GearSnow Sports
Gear Guy
Q:

How do you know what length skis to get?

I would like to buy shaped skis. I currently ski on straight 160s and 5-foot, 2-inches tall. I've gotten so many different opinions on how long my shaped skis should be. Help! Jacklyn Meriden, Connecticut

A: Help is here, Jacklyn.

I made the switch to shaped skis just recently. Volant metal skis. I must say, they're mah-velous. Turning has become almost an exercise in telepathy, and they've also made me a better mogul-masher. Which is to say I'm still pretty lousy, but definitely a little less lousy. The only downside is that on fast, straight runs they tend to be a little twitchier than straight skis, or at least than my six-year-old Salomon GS skis, which were best suited for big turns and high-speed descents.

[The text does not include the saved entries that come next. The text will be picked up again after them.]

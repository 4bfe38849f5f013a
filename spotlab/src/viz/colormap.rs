//! Scalar to colour mapping

use image::{Rgb, RgbImage};
use ndarray::ArrayView2;
use serde::{Deserialize, Serialize};

use super::parula::PARULA;

/// Available colour maps.
#[derive(Debug, Clone, Copy, Default, PartialEq, Eq, Serialize, Deserialize)]
pub enum Colormap {
    /// Perceptually ordered blue to yellow map used on the lab displays
    #[default]
    Parula,
    Grey,
}

impl Colormap {
    /// Colour for a normalised value.
    ///
    /// `t` is clamped to `[0, 1]`; NaN maps to the low end.
    pub fn map(&self, t: f64) -> Rgb<u8> {
        let t = if t.is_nan() { 0.0 } else { t.clamp(0.0, 1.0) };
        match self {
            Colormap::Grey => {
                let v = (t * 255.0).round() as u8;
                Rgb([v, v, v])
            }
            Colormap::Parula => {
                let pos = t * (PARULA.len() - 1) as f64;
                let lo = pos.floor() as usize;
                let hi = (lo + 1).min(PARULA.len() - 1);
                let frac = (pos - lo as f64) as f32;
                let mut out = [0u8; 3];
                for (c, slot) in out.iter_mut().enumerate() {
                    let v = PARULA[lo][c] * (1.0 - frac) + PARULA[hi][c] * frac;
                    *slot = (v * 255.0).round().clamp(0.0, 255.0) as u8;
                }
                Rgb(out)
            }
        }
    }

    pub fn name(&self) -> &'static str {
        match self {
            Colormap::Parula => "parula",
            Colormap::Grey => "grey",
        }
    }
}

impl std::str::FromStr for Colormap {
    type Err = String;

    fn from_str(s: &str) -> Result<Self, Self::Err> {
        match s.to_ascii_lowercase().as_str() {
            "parula" => Ok(Colormap::Parula),
            "grey" | "gray" => Ok(Colormap::Grey),
            other => Err(format!("unknown colormap '{other}'")),
        }
    }
}

/// Render a frame through a colour map.
///
/// Values are stretched so the frame minimum maps to 0 and the maximum to 1.
/// A flat frame renders entirely at the low end.
pub fn apply_colormap(frame: &ArrayView2<f64>, colormap: Colormap) -> RgbImage {
    let (height, width) = frame.dim();
    let (min, max) = frame
        .iter()
        .filter(|v| v.is_finite())
        .fold((f64::INFINITY, f64::NEG_INFINITY), |(lo, hi), &v| {
            (lo.min(v), hi.max(v))
        });
    let range = max - min;
    let scale = if range.is_finite() && range > 0.0 {
        1.0 / range
    } else {
        0.0
    };

    RgbImage::from_fn(width as u32, height as u32, |x, y| {
        let v = frame[[y as usize, x as usize]];
        colormap.map((v - min) * scale)
    })
}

Basically, your shaped skis need to be shorter than your straight ones. Alas, how much shorter will depend a bit on the type of skiing you do. But for the sake of discussion, I'll say you're a mid- to high-intermediate skier who skis most all the mountain at a pretty brisk pace, but shows some caution when it's icy or super steep. For you, an all-mountain ski would be the right choice, something like Rossignol's Bandit XL ($550), a ski designed just for women. Normally, I'd suggest you go ten centimeters shorter than your current setup. But that is one short ski -— you can't even get most skis shorter than 160. Thing is, there is no one formula for figuring ski length, which is why there's so much conflicting information. What's pretty widely accepted today is that a shaped ski should be as long as your are tall, or slightly shorter. On old-style skis like the ones you have now, most knowledgeable people would have said you should be on 170s. So, using that logic, 160s would be just about right. That's what I'd recommend, in any event. I think you'll be happy with that length, and will love shaped skis.